━━━━━ Data under study ━━━━━
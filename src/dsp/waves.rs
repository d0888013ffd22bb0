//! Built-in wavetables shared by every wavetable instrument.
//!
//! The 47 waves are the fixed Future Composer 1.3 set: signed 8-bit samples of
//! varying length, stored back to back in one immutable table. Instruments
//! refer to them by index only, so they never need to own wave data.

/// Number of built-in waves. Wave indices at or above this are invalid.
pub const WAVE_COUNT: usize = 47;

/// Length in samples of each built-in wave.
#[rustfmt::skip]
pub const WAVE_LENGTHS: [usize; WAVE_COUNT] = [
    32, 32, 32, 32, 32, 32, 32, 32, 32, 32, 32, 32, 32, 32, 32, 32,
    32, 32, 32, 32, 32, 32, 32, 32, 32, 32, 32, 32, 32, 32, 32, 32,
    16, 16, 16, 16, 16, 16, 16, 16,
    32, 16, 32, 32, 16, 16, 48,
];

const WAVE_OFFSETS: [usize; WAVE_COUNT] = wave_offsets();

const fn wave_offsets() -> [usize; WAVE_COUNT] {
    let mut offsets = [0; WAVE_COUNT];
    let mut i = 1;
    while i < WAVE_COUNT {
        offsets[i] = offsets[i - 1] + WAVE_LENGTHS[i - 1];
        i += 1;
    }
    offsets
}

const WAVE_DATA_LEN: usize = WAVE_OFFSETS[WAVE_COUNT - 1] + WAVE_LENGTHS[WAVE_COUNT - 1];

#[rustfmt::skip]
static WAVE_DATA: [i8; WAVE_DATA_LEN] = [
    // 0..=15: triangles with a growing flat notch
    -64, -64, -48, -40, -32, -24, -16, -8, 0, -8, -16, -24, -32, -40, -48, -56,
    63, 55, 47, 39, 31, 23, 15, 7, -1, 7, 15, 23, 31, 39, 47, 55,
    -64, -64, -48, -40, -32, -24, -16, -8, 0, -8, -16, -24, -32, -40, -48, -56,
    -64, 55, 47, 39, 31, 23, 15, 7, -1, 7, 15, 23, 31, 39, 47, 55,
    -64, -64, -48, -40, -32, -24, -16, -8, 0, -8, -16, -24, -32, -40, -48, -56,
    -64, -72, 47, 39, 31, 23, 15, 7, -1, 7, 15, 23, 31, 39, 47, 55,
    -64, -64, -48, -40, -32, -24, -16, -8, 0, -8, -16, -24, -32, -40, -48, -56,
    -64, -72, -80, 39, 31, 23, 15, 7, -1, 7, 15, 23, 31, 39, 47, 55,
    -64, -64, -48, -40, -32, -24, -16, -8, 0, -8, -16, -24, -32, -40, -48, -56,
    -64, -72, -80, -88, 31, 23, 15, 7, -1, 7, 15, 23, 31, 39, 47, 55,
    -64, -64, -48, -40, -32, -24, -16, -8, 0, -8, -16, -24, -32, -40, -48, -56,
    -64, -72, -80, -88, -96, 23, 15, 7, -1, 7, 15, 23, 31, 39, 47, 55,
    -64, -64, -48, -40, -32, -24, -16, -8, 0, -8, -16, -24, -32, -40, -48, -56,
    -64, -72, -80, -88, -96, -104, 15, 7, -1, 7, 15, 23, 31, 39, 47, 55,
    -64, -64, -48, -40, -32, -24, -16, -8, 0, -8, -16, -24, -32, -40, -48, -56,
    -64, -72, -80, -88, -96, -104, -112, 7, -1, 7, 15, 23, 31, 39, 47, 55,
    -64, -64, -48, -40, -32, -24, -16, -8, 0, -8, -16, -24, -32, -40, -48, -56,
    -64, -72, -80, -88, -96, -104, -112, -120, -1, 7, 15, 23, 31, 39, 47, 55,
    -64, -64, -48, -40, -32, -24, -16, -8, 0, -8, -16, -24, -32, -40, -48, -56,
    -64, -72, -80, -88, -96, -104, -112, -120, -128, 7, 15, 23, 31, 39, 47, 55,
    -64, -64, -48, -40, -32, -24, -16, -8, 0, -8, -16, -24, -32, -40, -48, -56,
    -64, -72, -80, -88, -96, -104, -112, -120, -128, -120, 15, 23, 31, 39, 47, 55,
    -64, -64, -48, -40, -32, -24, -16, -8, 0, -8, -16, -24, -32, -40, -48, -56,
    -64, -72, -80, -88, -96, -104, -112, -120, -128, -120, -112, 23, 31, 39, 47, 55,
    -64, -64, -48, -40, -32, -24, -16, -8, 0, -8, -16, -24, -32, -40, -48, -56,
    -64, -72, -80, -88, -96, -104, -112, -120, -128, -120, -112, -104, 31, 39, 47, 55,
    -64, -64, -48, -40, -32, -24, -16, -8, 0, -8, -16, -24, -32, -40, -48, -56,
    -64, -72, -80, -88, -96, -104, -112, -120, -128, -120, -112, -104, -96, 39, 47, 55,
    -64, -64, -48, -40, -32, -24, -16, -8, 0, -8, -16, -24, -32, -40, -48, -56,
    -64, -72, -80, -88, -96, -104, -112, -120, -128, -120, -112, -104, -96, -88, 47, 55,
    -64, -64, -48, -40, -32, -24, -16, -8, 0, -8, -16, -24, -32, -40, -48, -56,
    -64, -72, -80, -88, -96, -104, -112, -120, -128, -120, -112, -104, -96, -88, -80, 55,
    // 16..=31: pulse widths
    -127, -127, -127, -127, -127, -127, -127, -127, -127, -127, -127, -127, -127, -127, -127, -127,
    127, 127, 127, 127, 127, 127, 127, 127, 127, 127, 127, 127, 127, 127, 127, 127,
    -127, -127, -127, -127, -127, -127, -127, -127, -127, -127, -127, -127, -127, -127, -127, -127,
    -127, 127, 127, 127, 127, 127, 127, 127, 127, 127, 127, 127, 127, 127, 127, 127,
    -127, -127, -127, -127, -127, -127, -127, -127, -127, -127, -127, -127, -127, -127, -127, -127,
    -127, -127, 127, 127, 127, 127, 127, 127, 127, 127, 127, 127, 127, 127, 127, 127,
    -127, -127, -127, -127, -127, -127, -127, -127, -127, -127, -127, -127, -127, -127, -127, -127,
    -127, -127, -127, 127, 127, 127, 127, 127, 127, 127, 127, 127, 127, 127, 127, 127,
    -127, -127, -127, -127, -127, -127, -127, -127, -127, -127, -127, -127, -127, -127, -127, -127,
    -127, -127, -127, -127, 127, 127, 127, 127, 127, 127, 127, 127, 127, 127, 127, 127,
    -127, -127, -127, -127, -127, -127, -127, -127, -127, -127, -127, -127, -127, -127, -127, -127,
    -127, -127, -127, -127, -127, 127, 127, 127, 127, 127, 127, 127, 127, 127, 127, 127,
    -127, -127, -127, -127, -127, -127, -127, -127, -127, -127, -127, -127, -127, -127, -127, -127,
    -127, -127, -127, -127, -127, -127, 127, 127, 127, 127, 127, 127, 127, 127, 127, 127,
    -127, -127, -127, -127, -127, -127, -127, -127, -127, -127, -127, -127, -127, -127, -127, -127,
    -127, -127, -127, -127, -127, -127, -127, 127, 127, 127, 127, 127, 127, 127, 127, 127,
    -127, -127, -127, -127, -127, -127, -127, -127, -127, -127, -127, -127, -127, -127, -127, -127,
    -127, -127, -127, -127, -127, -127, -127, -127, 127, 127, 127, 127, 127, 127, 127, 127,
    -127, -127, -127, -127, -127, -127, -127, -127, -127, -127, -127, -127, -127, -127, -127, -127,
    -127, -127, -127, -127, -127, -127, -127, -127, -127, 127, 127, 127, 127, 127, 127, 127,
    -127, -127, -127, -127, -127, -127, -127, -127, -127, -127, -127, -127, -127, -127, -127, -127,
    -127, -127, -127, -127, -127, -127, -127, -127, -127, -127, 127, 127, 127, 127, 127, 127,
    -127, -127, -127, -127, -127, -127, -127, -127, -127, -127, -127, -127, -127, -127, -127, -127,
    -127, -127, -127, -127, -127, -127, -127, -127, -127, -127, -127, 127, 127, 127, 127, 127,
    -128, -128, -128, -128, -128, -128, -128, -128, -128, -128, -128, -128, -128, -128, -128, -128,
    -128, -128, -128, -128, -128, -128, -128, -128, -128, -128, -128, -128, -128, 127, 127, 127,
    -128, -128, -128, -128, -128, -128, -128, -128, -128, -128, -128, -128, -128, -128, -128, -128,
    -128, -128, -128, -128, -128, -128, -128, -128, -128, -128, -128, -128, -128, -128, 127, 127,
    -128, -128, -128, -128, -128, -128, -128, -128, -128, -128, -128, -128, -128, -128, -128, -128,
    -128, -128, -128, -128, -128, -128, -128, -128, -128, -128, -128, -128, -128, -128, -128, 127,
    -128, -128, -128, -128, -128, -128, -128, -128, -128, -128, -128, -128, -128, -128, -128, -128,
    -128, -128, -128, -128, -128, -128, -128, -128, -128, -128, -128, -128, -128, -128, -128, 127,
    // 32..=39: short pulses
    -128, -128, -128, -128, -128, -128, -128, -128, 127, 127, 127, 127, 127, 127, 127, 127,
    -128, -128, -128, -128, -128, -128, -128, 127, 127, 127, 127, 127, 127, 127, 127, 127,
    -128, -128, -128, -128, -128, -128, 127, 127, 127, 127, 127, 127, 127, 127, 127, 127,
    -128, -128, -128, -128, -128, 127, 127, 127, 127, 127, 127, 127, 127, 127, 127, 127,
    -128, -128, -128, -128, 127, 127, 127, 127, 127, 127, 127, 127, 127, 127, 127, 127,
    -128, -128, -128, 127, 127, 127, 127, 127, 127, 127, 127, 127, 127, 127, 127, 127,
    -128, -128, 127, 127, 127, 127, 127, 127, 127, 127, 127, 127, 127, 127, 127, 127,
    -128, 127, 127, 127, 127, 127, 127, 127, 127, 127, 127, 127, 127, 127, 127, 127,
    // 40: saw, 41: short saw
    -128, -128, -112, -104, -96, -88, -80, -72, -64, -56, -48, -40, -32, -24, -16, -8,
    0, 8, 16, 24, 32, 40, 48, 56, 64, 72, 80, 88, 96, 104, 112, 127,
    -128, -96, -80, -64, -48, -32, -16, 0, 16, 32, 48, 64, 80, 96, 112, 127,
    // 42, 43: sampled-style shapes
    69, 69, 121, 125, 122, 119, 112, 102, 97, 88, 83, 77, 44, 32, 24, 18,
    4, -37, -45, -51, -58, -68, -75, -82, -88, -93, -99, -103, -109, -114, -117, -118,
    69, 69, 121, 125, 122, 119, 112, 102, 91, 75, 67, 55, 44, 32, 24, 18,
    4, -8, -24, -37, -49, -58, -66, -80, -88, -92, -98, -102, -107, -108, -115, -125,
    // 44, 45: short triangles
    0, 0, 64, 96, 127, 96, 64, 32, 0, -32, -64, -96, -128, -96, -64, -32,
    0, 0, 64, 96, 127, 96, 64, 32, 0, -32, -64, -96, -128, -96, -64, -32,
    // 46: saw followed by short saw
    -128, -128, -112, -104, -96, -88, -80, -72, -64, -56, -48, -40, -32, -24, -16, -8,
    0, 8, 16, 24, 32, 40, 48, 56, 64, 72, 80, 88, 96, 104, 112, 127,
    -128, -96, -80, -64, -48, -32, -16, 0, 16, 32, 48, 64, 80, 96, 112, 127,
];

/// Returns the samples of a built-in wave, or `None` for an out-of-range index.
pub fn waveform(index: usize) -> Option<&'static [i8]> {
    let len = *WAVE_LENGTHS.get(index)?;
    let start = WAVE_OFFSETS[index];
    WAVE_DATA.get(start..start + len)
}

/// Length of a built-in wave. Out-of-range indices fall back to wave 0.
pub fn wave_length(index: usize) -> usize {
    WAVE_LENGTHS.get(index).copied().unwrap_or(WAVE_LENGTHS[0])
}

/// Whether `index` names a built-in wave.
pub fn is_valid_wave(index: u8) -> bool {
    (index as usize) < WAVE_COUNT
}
━━━━━
[Your goal] Lines from the beginning of the data above through the line containing "8-bit samples of" are to be returned exactly, and no others.

[Worked solution]
filename src/dsp/waves.rs
repository d0888013ffd22bb0
//! Built-in wavetables shared by every wavetable instrument.
//!
//! The 47 waves are the fixed Future Composer 1.3 set: signed 8-bit samples of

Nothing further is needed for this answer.